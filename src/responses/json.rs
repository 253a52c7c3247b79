use crate::errors::ServerError;
use crate::responses::download::attachment;
use crate::responses::ResultResp;
use astra::{Body, ResponseBuilder};
use serde::Serialize;

fn encode<T: Serialize + ?Sized>(value: &T) -> Result<String, ServerError> {
    serde_json::to_string_pretty(value)
        .map_err(|e| ServerError::BadRequest(format!("Could not encode JSON: {e}")))
}

pub fn json_response<T: Serialize + ?Sized>(value: &T) -> ResultResp {
    ResponseBuilder::new()
        .status(200)
        .header("Content-Type", mime::APPLICATION_JSON.as_ref())
        .body(Body::from(encode(value)?))
        .map_err(|_| ServerError::InternalError)
}

pub fn json_download<T: Serialize + ?Sized>(value: &T, filename: &str) -> ResultResp {
    attachment(encode(value)?, mime::APPLICATION_JSON.as_ref(), filename)
}
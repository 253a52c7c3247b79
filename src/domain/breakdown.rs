// src/domain/breakdown.rs

use crate::domain::category::{color_for, Classifier, IMMEDIATE, NEGOTIABLE};
use crate::domain::history::History;
use crate::domain::snapshot::PropertyData;
use serde::Serialize;
use std::collections::BTreeSet;

/// Listings carrying exactly `category` across all properties.
pub fn total_for_category(properties: &[PropertyData], category: &str) -> u32 {
    properties
        .iter()
        .map(|p| p.move_in_breakdown.get(category).copied().unwrap_or(0))
        .sum()
}

/// Listings under any flagged label, with or without a period suffix.
pub fn total_flagged(properties: &[PropertyData], classifier: &Classifier) -> u32 {
    properties
        .iter()
        .flat_map(|p| p.move_in_breakdown.iter())
        .filter(|(label, _)| classifier.is_flagged(label))
        .map(|(_, count)| *count)
        .sum()
}

pub fn grand_total(properties: &[PropertyData]) -> u32 {
    properties.iter().map(|p| p.count).sum()
}

/// One property's count at every entry; `None` where it was not recorded.
pub fn per_timestamp_series<'a>(
    history: &'a History,
    property_id: &str,
) -> Vec<(&'a str, Option<u32>)> {
    history
        .entries()
        .iter()
        .map(|entry| {
            let count = entry
                .properties
                .iter()
                .find(|p| p.id == property_id)
                .map(|p| p.count);
            (entry.timestamp.as_str(), count)
        })
        .collect()
}

/// Grand total at every entry.
pub fn total_series(history: &History) -> Vec<(&str, u32)> {
    history
        .entries()
        .iter()
        .map(|entry| (entry.timestamp.as_str(), grand_total(&entry.properties)))
        .collect()
}

/// Cross-property total of one move-in label at every entry.
pub fn category_series<'a>(history: &'a History, category: &str) -> Vec<(&'a str, u32)> {
    history
        .entries()
        .iter()
        .map(|entry| {
            (
                entry.timestamp.as_str(),
                total_for_category(&entry.properties, category),
            )
        })
        .collect()
}

/// Every label seen anywhere in `history`, in display order.
pub fn categories_in(history: &History, classifier: &Classifier) -> Vec<String> {
    let seen: BTreeSet<&str> = history
        .entries()
        .iter()
        .flat_map(|e| e.properties.iter())
        .flat_map(|p| p.move_in_breakdown.keys().map(String::as_str))
        .collect();

    let mut labels: Vec<String> = seen.into_iter().map(str::to_string).collect();
    classifier.sort_labels(&mut labels);
    labels
}

/// Headline numbers for one snapshot list.
#[derive(Debug, Clone, Copy, PartialEq, Eq, Serialize)]
pub struct Summary {
    pub total: u32,
    pub flagged: u32,
    pub immediate: u32,
    pub negotiable: u32,
}

impl Summary {
    pub fn of(properties: &[PropertyData], classifier: &Classifier) -> Self {
        Self {
            total: grand_total(properties),
            flagged: total_flagged(properties, classifier),
            immediate: total_for_category(properties, IMMEDIATE),
            negotiable: total_for_category(properties, NEGOTIABLE),
        }
    }
}

/// Chart-ready view of a (windowed) history.
#[derive(Debug, Clone, Serialize)]
pub struct SeriesSet {
    pub timestamps: Vec<String>,
    pub properties: Vec<PropertySeries>,
    pub total: Vec<u32>,
    pub categories: Vec<CategorySeries>,
}

#[derive(Debug, Clone, Serialize)]
pub struct PropertySeries {
    pub id: String,
    pub name: String,
    pub counts: Vec<Option<u32>>,
}

#[derive(Debug, Clone, Serialize)]
pub struct CategorySeries {
    pub label: String,
    pub color: &'static str,
    pub counts: Vec<u32>,
}

impl SeriesSet {
    /// Property lines follow the latest entry's property list.
    pub fn build(history: &History, classifier: &Classifier) -> Self {
        let timestamps = history
            .entries()
            .iter()
            .map(|e| e.timestamp.clone())
            .collect();

        let properties = history
            .latest()
            .map(|latest| {
                latest
                    .properties
                    .iter()
                    .map(|p| PropertySeries {
                        id: p.id.clone(),
                        name: p.name.clone(),
                        counts: per_timestamp_series(history, &p.id)
                            .into_iter()
                            .map(|(_, count)| count)
                            .collect(),
                    })
                    .collect()
            })
            .unwrap_or_default();

        let total = total_series(history).into_iter().map(|(_, n)| n).collect();

        let categories = categories_in(history, classifier)
            .into_iter()
            .map(|label| {
                let counts = category_series(history, &label)
                    .into_iter()
                    .map(|(_, n)| n)
                    .collect();
                CategorySeries {
                    color: color_for(&label),
                    label,
                    counts,
                }
            })
            .collect();

        Self {
            timestamps,
            properties,
            total,
            categories,
        }
    }
}
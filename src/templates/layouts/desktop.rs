use maud::{html, Markup, PreEscaped, DOCTYPE};

const STYLE: &str = r#"
body { font-family: system-ui, sans-serif; margin: 0; color: #1e293b; background: #f8fafc; }
header { display: flex; align-items: center; justify-content: space-between; padding: 0.75rem 1.5rem; background: #fff; box-shadow: 0 1px 3px rgba(0,0,0,0.1); }
header nav ul { display: flex; gap: 1rem; list-style: none; margin: 0; padding: 0; }
main { max-width: 1100px; margin: 1.5rem auto; padding: 0 1rem; }
.tiles { display: grid; grid-template-columns: repeat(4, 1fr); gap: 1rem; }
.tile { background: #fff; border-radius: 8px; padding: 1rem; border-top: 4px solid var(--accent); }
.tile .value { font-size: 1.8rem; font-weight: 700; }
.card { background: #fff; border-radius: 8px; padding: 1rem; margin: 1rem 0; }
.alert { border-radius: 8px; padding: 1rem; margin: 1rem 0; background: #e0f2fe; }
.alert.highlight { background: #fee2e2; border: 2px solid #dc2626; }
.tag { display: inline-block; color: #fff; border-radius: 999px; padding: 0.1rem 0.6rem; margin: 0.15rem; font-size: 0.85rem; }
.tag.flagged { outline: 2px solid #dc2626; font-weight: 700; }
.error { color: #dc2626; }
table { border-collapse: collapse; width: 100%; font-size: 0.85rem; }
th, td { border-bottom: 1px solid #e2e8f0; padding: 0.3rem 0.5rem; text-align: right; }
th:first-child, td:first-child { text-align: left; }
"#;

pub fn desktop_layout(title: &str, content: Markup) -> Markup {
    html! {
        (DOCTYPE)
        html lang="ja" {
            head {
                meta charset="utf-8";
                meta name="viewport" content="width=device-width, initial-scale=1.0";
                title { (title) }
                style { (PreEscaped(STYLE)) }
            }
            body {
                header {
                    h3 { "SUUMO物件情報" }
                    nav {
                        ul {
                            li { a href="/" { "Dashboard" } }
                            li { a href="/export.xlsx" { "Excel" } }
                            li { a href="/export.json" { "JSON" } }
                        }
                    }
                }
                (content)
            }
        }
    }
}
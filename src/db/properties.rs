// src/db/properties.rs
//
// Registry of tracked buildings.

use crate::domain::snapshot::Property;
use crate::errors::ServerError;
use chrono::Utc;
use rusqlite::{params, Connection, OptionalExtension};
use url::Url;

/// Derives a stable id from a SUUMO library URL: the trailing
/// `/to_<digits>/` segment becomes `property_<digits>`.
pub fn property_id_from_url(raw: &str) -> Result<String, ServerError> {
    let url = Url::parse(raw.trim())
        .map_err(|e| ServerError::BadRequest(format!("invalid URL '{raw}': {e}")))?;

    let last = url
        .path_segments()
        .and_then(|mut segments| segments.rfind(|s| !s.is_empty()))
        .unwrap_or("");

    match last.strip_prefix("to_") {
        Some(digits) if !digits.is_empty() && digits.chars().all(|c| c.is_ascii_digit()) => {
            Ok(format!("property_{digits}"))
        }
        _ => Err(ServerError::BadRequest(format!(
            "URL must end with /to_<number>/ (e.g. https://suumo.jp/library/tf_27/sc_27107/to_000000000/): {raw}"
        ))),
    }
}

pub fn list_properties(conn: &Connection) -> Result<Vec<Property>, ServerError> {
    let mut stmt = conn
        .prepare("SELECT id, name, url FROM properties ORDER BY rowid")
        .map_err(|e| ServerError::DbError(e.to_string()))?;

    let rows = stmt
        .query_map([], |row| {
            Ok(Property {
                id: row.get(0)?,
                name: row.get(1)?,
                url: row.get(2)?,
            })
        })
        .map_err(|e| ServerError::DbError(e.to_string()))?;

    let mut out = Vec::new();
    for r in rows {
        out.push(r.map_err(|e| ServerError::DbError(e.to_string()))?);
    }
    Ok(out)
}

fn find_property(conn: &Connection, identifier: &str) -> Result<Option<Property>, ServerError> {
    conn.query_row(
        "SELECT id, name, url FROM properties WHERE id = ?1 OR name = ?1 ORDER BY rowid LIMIT 1",
        params![identifier],
        |row| {
            Ok(Property {
                id: row.get(0)?,
                name: row.get(1)?,
                url: row.get(2)?,
            })
        },
    )
    .optional()
    .map_err(|e| ServerError::DbError(e.to_string()))
}

/// Registers a building. Rejects URLs without a `to_<digits>` segment and
/// ids that are already tracked.
pub fn add_property(conn: &Connection, name: &str, url: &str) -> Result<Property, ServerError> {
    let name = name.trim();
    if name.is_empty() {
        return Err(ServerError::BadRequest("property name is required".into()));
    }

    let property = Property {
        id: property_id_from_url(url)?,
        name: name.to_string(),
        url: url.trim().to_string(),
    };

    insert_property(conn, &property)?;
    Ok(property)
}

fn insert_property(conn: &Connection, property: &Property) -> Result<(), ServerError> {
    let exists: bool = conn
        .query_row(
            "SELECT EXISTS(SELECT 1 FROM properties WHERE id = ?)",
            params![property.id],
            |row| row.get(0),
        )
        .map_err(|e| ServerError::DbError(e.to_string()))?;

    if exists {
        return Err(ServerError::BadRequest(format!(
            "property id '{}' already exists",
            property.id
        )));
    }

    conn.execute(
        "INSERT INTO properties (id, name, url, added_at) VALUES (?, ?, ?, ?)",
        params![property.id, property.name, property.url, Utc::now()],
    )
    .map_err(|e| ServerError::DbError(e.to_string()))?;

    Ok(())
}

/// Removes by exact name or id; returns what was removed.
pub fn remove_property(conn: &Connection, identifier: &str) -> Result<Property, ServerError> {
    let property = find_property(conn, identifier.trim())?.ok_or(ServerError::NotFound)?;

    conn.execute("DELETE FROM properties WHERE id = ?", params![property.id])
        .map_err(|e| ServerError::DbError(e.to_string()))?;

    Ok(property)
}

/// Bulk-loads a `properties.json` style list, skipping ids already present.
/// Returns how many were inserted.
pub fn import_properties(conn: &mut Connection, properties: &[Property]) -> Result<usize, ServerError> {
    let tx = conn
        .transaction()
        .map_err(|e| ServerError::DbError(e.to_string()))?;

    let mut inserted = 0;
    for property in properties {
        let changed = tx
            .execute(
                "INSERT OR IGNORE INTO properties (id, name, url, added_at) VALUES (?, ?, ?, ?)",
                params![property.id, property.name, property.url, Utc::now()],
            )
            .map_err(|e| ServerError::DbError(e.to_string()))?;
        inserted += changed;
    }

    tx.commit().map_err(|e| ServerError::DbError(e.to_string()))?;
    Ok(inserted)
}
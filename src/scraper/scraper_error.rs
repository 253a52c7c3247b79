use std::error::Error;
use std::fmt;

#[derive(Debug)]
pub enum ScraperError {
    Network(String),
    HttpStatus(u16),
    HtmlParse(String),
    Config(String),
}

impl fmt::Display for ScraperError {
    fn fmt(&self, f: &mut fmt::Formatter<'_>) -> fmt::Result {
        match self {
            ScraperError::Network(msg) => write!(f, "Network error: {msg}"),
            ScraperError::HttpStatus(code) => write!(f, "Unexpected HTTP status {code}"),
            ScraperError::HtmlParse(msg) => write!(f, "HTML parse error: {msg}"),
            ScraperError::Config(msg) => write!(f, "Scraper configuration error: {msg}"),
        }
    }
}

impl Error for ScraperError {}
use crate::db::connection::{init_db, Database};
use std::path::PathBuf;
use std::time::{SystemTime, UNIX_EPOCH};

/// A path under the OS temp dir that no other test will pick.
pub fn unique_temp_path(tag: &str) -> PathBuf {
    std::env::temp_dir().join(format!(
        "suumo_tracker_{tag}_{}_{:?}",
        SystemTime::now()
            .duration_since(UNIX_EPOCH)
            .unwrap()
            .as_nanos(),
        std::thread::current().id()
    ))
}

/// Initialize a fresh test DB using the production schema
pub fn init_test_db() -> Database {
    let path = unique_temp_path("db").with_extension("sqlite");
    let db = Database::new(path.to_string_lossy().into_owned());

    init_db(&db, "sql/schema.sql")
        .unwrap_or_else(|e| panic!("Database initialization failed: {e}"));

    db
}
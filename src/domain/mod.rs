pub mod breakdown;
pub mod category;
pub mod changes;
pub mod history;
pub mod snapshot;

pub use category::{Category, Classifier, FlaggedMonth};
pub use changes::{detect_changes, ChangeRecord};
pub use history::{History, HistoryEntry, RangeSpec};
pub use snapshot::{MoveInBreakdown, Property, PropertyData};
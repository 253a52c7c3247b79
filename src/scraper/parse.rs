// src/scraper/parse.rs

use crate::domain::category::{DatedLabel, IMMEDIATE, NEGOTIABLE};
use crate::domain::snapshot::MoveInBreakdown;
use crate::scraper::ScraperError;
use scraper::{Html, Selector};

/// Listing count shown on a building's library page.
const COUNT_SELECTOR: &str = "span.fgOrange.bld";

/// Reads the headline listing count. A page without the counter is treated
/// as zero listings, matching what the site renders for empty buildings.
pub fn parse_count(document: &Html) -> Result<u32, ScraperError> {
    let selector =
        Selector::parse(COUNT_SELECTOR).map_err(|e| ScraperError::HtmlParse(e.to_string()))?;

    let count = document
        .select(&selector)
        .next()
        .map(|el| el.text().collect::<String>())
        .and_then(|text| text.trim().replace(',', "").parse::<u32>().ok())
        .unwrap_or(0);

    Ok(count)
}

/// Tallies every table cell that looks like a move-in date.
pub fn parse_move_in_dates(document: &Html) -> Result<MoveInBreakdown, ScraperError> {
    let selector = Selector::parse("td").map_err(|e| ScraperError::HtmlParse(e.to_string()))?;

    let mut breakdown = MoveInBreakdown::new();

    for cell in document.select(&selector) {
        let text: String = cell
            .text()
            .flat_map(str::chars)
            .filter(|c| !c.is_whitespace())
            .collect();

        if let Some(key) = move_in_key(&text) {
            *breakdown.entry(key).or_insert(0) += 1;
        }
    }

    Ok(breakdown)
}

fn move_in_key(cell: &str) -> Option<String> {
    match cell {
        "即入居可" | "即" => Some(IMMEDIATE.to_string()),
        "相談" => Some(NEGOTIABLE.to_string()),
        other => DatedLabel::parse(other).map(|d| d.key()),
    }
}
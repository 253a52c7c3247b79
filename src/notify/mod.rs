mod decision;
mod report;

pub use decision::{decide, SendDecision, SkipReason};
pub use report::{ReportFormatter, ReportVariant};
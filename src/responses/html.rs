use crate::errors::ServerError;
use crate::responses::ResultResp;
use astra::{Body, ResponseBuilder};
use maud::Markup;

pub fn html_response(markup: Markup) -> ResultResp {
    ResponseBuilder::new()
        .status(200)
        .header("Content-Type", mime::TEXT_HTML_UTF_8.as_ref())
        .body(Body::from(markup.into_string()))
        .map_err(|_| ServerError::InternalError)
}
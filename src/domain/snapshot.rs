// src/domain/snapshot.rs

use serde::{Deserialize, Serialize};
use std::collections::BTreeMap;

/// Move-in-date label -> number of listings carrying that label.
///
/// Keys are whatever the listing page printed (e.g. "即入居可", "相談",
/// "26年3月上旬"), so the set is open-ended. Presentation order is computed
/// by the classifier, never taken from the map.
pub type MoveInBreakdown = BTreeMap<String, u32>;

/// A tracked building, as registered by an operator.
#[derive(Debug, Clone, PartialEq, Eq, Serialize, Deserialize)]
pub struct Property {
    pub id: String,
    pub name: String,
    pub url: String,
}

/// One property's listing count and move-in breakdown from a single fetch.
#[derive(Debug, Clone, PartialEq, Eq, Serialize, Deserialize)]
#[serde(rename_all = "camelCase")]
pub struct PropertyData {
    pub id: String,
    pub name: String,
    pub url: String,
    pub count: u32,
    #[serde(default)]
    pub move_in_breakdown: MoveInBreakdown,
    pub success: bool,
    #[serde(default, skip_serializing_if = "Option::is_none")]
    pub error: Option<String>,
}

impl PropertyData {
    pub fn fetched(property: &Property, count: u32, move_in_breakdown: MoveInBreakdown) -> Self {
        Self {
            id: property.id.clone(),
            name: property.name.clone(),
            url: property.url.clone(),
            count,
            move_in_breakdown,
            success: true,
            error: None,
        }
    }

    /// A failed fetch always carries a zero count and an empty breakdown.
    pub fn failed(property: &Property, error: impl Into<String>) -> Self {
        Self {
            id: property.id.clone(),
            name: property.name.clone(),
            url: property.url.clone(),
            count: 0,
            move_in_breakdown: MoveInBreakdown::new(),
            success: false,
            error: Some(error.into()),
        }
    }

    /// Sum of all breakdown buckets. Can differ from `count` when some
    /// rows on the page had no parseable move-in cell.
    pub fn breakdown_total(&self) -> u32 {
        self.move_in_breakdown.values().sum()
    }
}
◆ ◆ ◆ ◆ ◆ ◆ ◆
Your assignment: Retype exactly the lines from the start of the entries through the one with "serde_json::to_string_pretty(value)"; include both ends.

Answer to this problem:
filename src/responses/json.rs
repository 253a52c7c3247b79
use crate::errors::ServerError;
use crate::responses::download::attachment;
use crate::responses::ResultResp;
use astra::{Body, ResponseBuilder};
use serde::Serialize;

fn encode<T: Serialize + ?Sized>(value: &T) -> Result<String, ServerError> {
    serde_json::to_string_pretty(value)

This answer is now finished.